CRISPR Biology and Biotechnology: The Future of Genome Editing
Watch Jennifer Doudna deliver the 29th annual Ullyot Public Affairs Lecture.
As an internationally renowned professor of biochemistry, biophysics, and structural biology at the University of California, Berkeley, Jennifer Doudna and her colleagues rocked the research world in 2012 by describing a simple way of editing the DNA of any organism using an RNA-guided protein found in bacteria. This technology, called CRISPR-Cas9, has opened the floodgates of possibility for human and nonhuman applications of gene editing, including assisting researchers in the fight against HIV, sickle-cell disease, and muscular dystrophy.

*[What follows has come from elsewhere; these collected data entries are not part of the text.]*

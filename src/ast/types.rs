//! Type expressions as written in source.
//!
//! These are unresolved: identifiers still have to be looked up in the
//! symbol table before they mean anything. The analyser maps them onto
//! [`crate::semantic::types::Type`].

use crate::Span;

#[derive(Debug, Clone, PartialEq)]
pub enum TypeExpr {
    /// Reference to a named type such as `Int` or a user alias.
    Identifier { name: String, span: Span },
    Tuple(TupleTypeExpr),
    /// `input -> output`. The input has to resolve to a tuple type.
    Function {
        input: Box<TypeExpr>,
        output: Box<TypeExpr>,
        span: Span,
    },
}

impl TypeExpr {
    pub fn identifier(name: &str) -> Self {
        TypeExpr::Identifier {
            name: name.to_string(),
            span: Span::null(),
        }
    }

    pub fn function(input: TypeExpr, output: TypeExpr) -> Self {
        TypeExpr::Function {
            input: Box::new(input),
            output: Box::new(output),
            span: Span::null(),
        }
    }

    pub fn get_span(&self) -> &Span {
        match self {
            TypeExpr::Identifier { span, .. } => span,
            TypeExpr::Tuple(tuple) => &tuple.span,
            TypeExpr::Function { span, .. } => span,
        }
    }
}

#[derive(Debug, Clone, PartialEq)]
pub struct TupleTypeMemberExpr {
    pub name: Option<String>,
    pub ty: TypeExpr,
}

#[derive(Debug, Clone, PartialEq)]
pub struct TupleTypeExpr {
    pub members: Vec<TupleTypeMemberExpr>,
    pub span: Span,
}

impl TupleTypeExpr {
    pub fn new(members: Vec<(Option<&str>, TypeExpr)>) -> Self {
        TupleTypeExpr {
            members: members
                .into_iter()
                .map(|(name, ty)| TupleTypeMemberExpr {
                    name: name.map(String::from),
                    ty,
                })
                .collect(),
            span: Span::null(),
        }
    }

    /// Tuple type whose members are all named.
    pub fn named(members: Vec<(&str, TypeExpr)>) -> Self {
        TupleTypeExpr::new(
            members
                .into_iter()
                .map(|(name, ty)| (Some(name), ty))
                .collect(),
        )
    }
}

impl From<TupleTypeExpr> for TypeExpr {
    fn from(tuple: TupleTypeExpr) -> Self {
        TypeExpr::Tuple(tuple)
    }
}
//! End-to-end analysis of small programs.
//!
//! These tests drive the public entry points the way a compiler driver
//! would: build a syntax tree, analyse it, and inspect either the typed
//! tree or the single error that stopped analysis.

use langd::{
    ast::{
        ast::{Block, Expr, TupleElement},
        types::{TupleTypeExpr, TypeExpr},
    },
    errors::errors::ErrorImpl,
    semantic::{
        analyser::{analyse, Analyser, AnalyserConfig},
        typed_ast::TypedExpr,
        types::{FunctionType, TupleMember, TupleType, Type},
        visitor::{walk_block, TypedExprVisitor},
    },
};
use pretty_assertions::assert_eq;

#[test]
fn test_assignments_and_addition() {
    // x = 1; y = 2; z = x + y
    let program = Block::new(vec![
        Expr::assignment("x", Expr::int(1)),
        Expr::assignment("y", Expr::int(2)),
        Expr::assignment("z", Expr::plus(Expr::identifier("x"), Expr::identifier("y"))),
    ]);

    let block = analyse(&program).expect("analysis should succeed");

    assert_eq!(block.len(), 3);
    for expr in block.expressions.iter() {
        assert!(matches!(expr, TypedExpr::Assignment(_)));
    }
    match &block.expressions[2] {
        TypedExpr::Assignment(assignment) => {
            assert_eq!(assignment.name, "z");
            assert!(matches!(
                assignment.value.as_ref(),
                TypedExpr::PlusOperation(_)
            ));
            assert_eq!(assignment.value.get_type(), Type::Integer);
        }
        other => panic!("expected assignment, got {:?}", other),
    }
}

#[test]
fn test_define_and_call_function() {
    // f = (a: Int) => a * 2; f((a: 3))
    let program = Block::new(vec![
        Expr::assignment(
            "f",
            Expr::function_definition(
                TupleTypeExpr::named(vec![("a", TypeExpr::identifier("Int"))]),
                Expr::times(Expr::identifier("a"), Expr::int(2)),
            ),
        ),
        Expr::function_call(
            "f",
            Expr::tuple(vec![TupleElement::named("a", Expr::int(3))]),
        ),
    ]);

    let block = analyse(&program).expect("analysis should succeed");

    let TypedExpr::Assignment(assignment) = &block.expressions[0] else {
        panic!("expected assignment");
    };
    let TypedExpr::FunctionDefinition(definition) = assignment.value.as_ref() else {
        panic!("expected function definition");
    };
    assert_eq!(
        definition.function_type,
        FunctionType::new(
            TupleType::new(vec![TupleMember::named("a", Type::Integer)]),
            Type::Integer
        )
    );
    assert!(definition.closure.is_empty());

    let TypedExpr::FunctionCall(call) = &block.expressions[1] else {
        panic!("expected function call");
    };
    assert_eq!(call.result_type, Type::Integer);
    assert_eq!(block.get_type(), Type::Integer);
}

#[test]
fn test_first_error_wins() {
    let mismatch = analyse(&Block::new(vec![Expr::plus(Expr::int(1), Expr::string("a"))]));
    assert!(matches!(
        mismatch.unwrap_err().get_kind(),
        ErrorImpl::SemanticError { .. }
    ));

    let missing = analyse(&Block::new(vec![Expr::identifier("undefinedName")]));
    assert_eq!(missing.unwrap_err().get_error_name(), "SymbolNotFound");

    let redeclared = analyse(&Block::new(vec![
        Expr::assignment("x", Expr::int(1)),
        Expr::assignment("x", Expr::int(2)),
        // Never reached: analysis stops at the redeclaration.
        Expr::identifier("undefinedName"),
    ]));
    assert_eq!(
        redeclared.unwrap_err().get_kind(),
        &ErrorImpl::VariableAlreadyDefined {
            variable: "x".to_string()
        }
    );
}

#[test]
fn test_member_selection_failures() {
    let missing_member = analyse(&Block::new(vec![
        Expr::assignment(
            "t",
            Expr::tuple(vec![TupleElement::named("present", Expr::int(1))]),
        ),
        Expr::member_selection(Expr::identifier("t"), "missing"),
    ]));
    assert_eq!(missing_member.unwrap_err().get_error_name(), "SemanticError");

    let not_a_tuple = analyse(&Block::new(vec![Expr::member_selection(Expr::int(4), "x")]));
    assert_eq!(not_a_tuple.unwrap_err().get_error_name(), "SemanticError");
}

#[test]
fn test_tuple_literal_round_trip() {
    let block = analyse(&Block::new(vec![Expr::tuple(vec![
        TupleElement::named("a", Expr::int(1)),
        TupleElement::named("b", Expr::string("x")),
    ])]))
    .unwrap();

    assert_eq!(
        block.get_type(),
        Type::Tuple(TupleType::new(vec![
            TupleMember::named("a", Type::Integer),
            TupleMember::named("b", Type::String),
        ]))
    );
}

#[test]
fn test_program_with_prelude_and_infix_calls() {
    // type Pair = (first: String, second: String)
    // join = (left: String, right: String) => left + right
    // announce = (p: Pair) => print((p.first.join((right: p.second))))
    // announce((p: (first: "a", second: "b")))
    let program = Block::new(vec![
        Expr::type_assignment(
            "Pair",
            TupleTypeExpr::named(vec![
                ("first", TypeExpr::identifier("String")),
                ("second", TypeExpr::identifier("String")),
            ])
            .into(),
        ),
        Expr::assignment(
            "join",
            Expr::function_definition(
                TupleTypeExpr::named(vec![
                    ("left", TypeExpr::identifier("String")),
                    ("right", TypeExpr::identifier("String")),
                ]),
                Expr::plus(Expr::identifier("left"), Expr::identifier("right")),
            ),
        ),
        Expr::assignment(
            "announce",
            Expr::function_definition(
                TupleTypeExpr::named(vec![("p", TypeExpr::identifier("Pair"))]),
                Expr::function_call(
                    "print",
                    Expr::tuple(vec![TupleElement::positional(Expr::infix_function_call(
                        Expr::member_selection(Expr::identifier("p"), "first"),
                        "join",
                        Expr::tuple(vec![TupleElement::named(
                            "right",
                            Expr::member_selection(Expr::identifier("p"), "second"),
                        )]),
                    ))]),
                ),
            ),
        ),
        Expr::function_call(
            "announce",
            Expr::tuple(vec![TupleElement::named(
                "p",
                Expr::tuple(vec![
                    TupleElement::named("first", Expr::string("a")),
                    TupleElement::named("second", Expr::string("b")),
                ]),
            )]),
        ),
    ]);

    let analyser = Analyser::with_config(AnalyserConfig::default().with_prelude()).unwrap();
    let block = analyser.analyse(&program).expect("analysis should succeed");

    assert_eq!(block.len(), 3);
    assert_eq!(block.get_type(), Type::Void);

    let TypedExpr::Assignment(announce) = &block.expressions[1] else {
        panic!("expected assignment");
    };
    let TypedExpr::FunctionDefinition(definition) = announce.value.as_ref() else {
        panic!("expected function definition");
    };
    let captured: Vec<&str> = definition
        .closure
        .variables()
        .iter()
        .map(|variable| variable.name.as_str())
        .collect();
    assert_eq!(captured, vec!["print", "join"]);
}

#[test]
fn test_tuple_argument_is_not_spread_over_parameters() {
    // show = (p: (first: String)) => p.first; show((first: "a"))
    let program = Block::new(vec![
        Expr::assignment(
            "show",
            Expr::function_definition(
                TupleTypeExpr::named(vec![(
                    "p",
                    TupleTypeExpr::named(vec![("first", TypeExpr::identifier("String"))]).into(),
                )]),
                Expr::member_selection(Expr::identifier("p"), "first"),
            ),
        ),
        Expr::function_call(
            "show",
            Expr::tuple(vec![
                TupleElement::named("first", Expr::string("a")),
                TupleElement::named("second", Expr::string("b")),
            ]),
        ),
    ]);

    let error = analyse(&program).unwrap_err();
    assert_eq!(error.get_error_name(), "SemanticError");
}

#[derive(Default)]
struct CallCounter {
    calls: Vec<String>,
}

impl TypedExprVisitor for CallCounter {
    fn visit_function_call(&mut self, call: &langd::semantic::typed_ast::TypedFunctionCall) {
        self.calls.push(call.callee.clone());
        self.visit_expr(&call.input);
    }
}

#[test]
fn test_backend_can_walk_typed_tree() {
    let program = Block::new(vec![
        Expr::assignment(
            "id",
            Expr::function_definition(
                TupleTypeExpr::named(vec![("v", TypeExpr::identifier("Int"))]),
                Expr::identifier("v"),
            ),
        ),
        Expr::function_call(
            "id",
            Expr::tuple(vec![TupleElement::positional(Expr::function_call(
                "id",
                Expr::tuple(vec![TupleElement::positional(Expr::int(5))]),
            ))]),
        ),
    ]);

    let block = analyse(&program).unwrap();
    let mut counter = CallCounter::default();
    walk_block(&mut counter, &block);

    assert_eq!(counter.calls, vec!["id".to_string(), "id".to_string()]);
}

Doudna is an investigator with the Howard Hughes Medical Institute and a member of the National Academy of Sciences, the National Academy of Medicine, the National Academy of Inventors, and the American Academy of Arts and Sciences. She is also a foreign member of the Royal Society and has received many other honors, including the Breakthrough Prize in Life Sciences, the Heineken Prize for Biochemistry and Biophysics, the BBVA Foundation Frontiers of Knowledge Award in Biomedicine, and the Japan Prize. She is the coauthor with Sam Sternberg of A Crack in Creation, a personal account of her research and the societal and ethical implications of gene editing.
Doudna earned a BA in biochemistry from Pomona College and a PhD in biological chemistry and molecular pharmacology from Harvard Medical School.
This program is presented in partnership with the Philadelphia and Delaware Sections of the American Chemical Society, the Department of Chemistry at the University of Pennsylvania, and the Department of Chemistry and Biochemistry at the University of the Sciences in Philadelphia.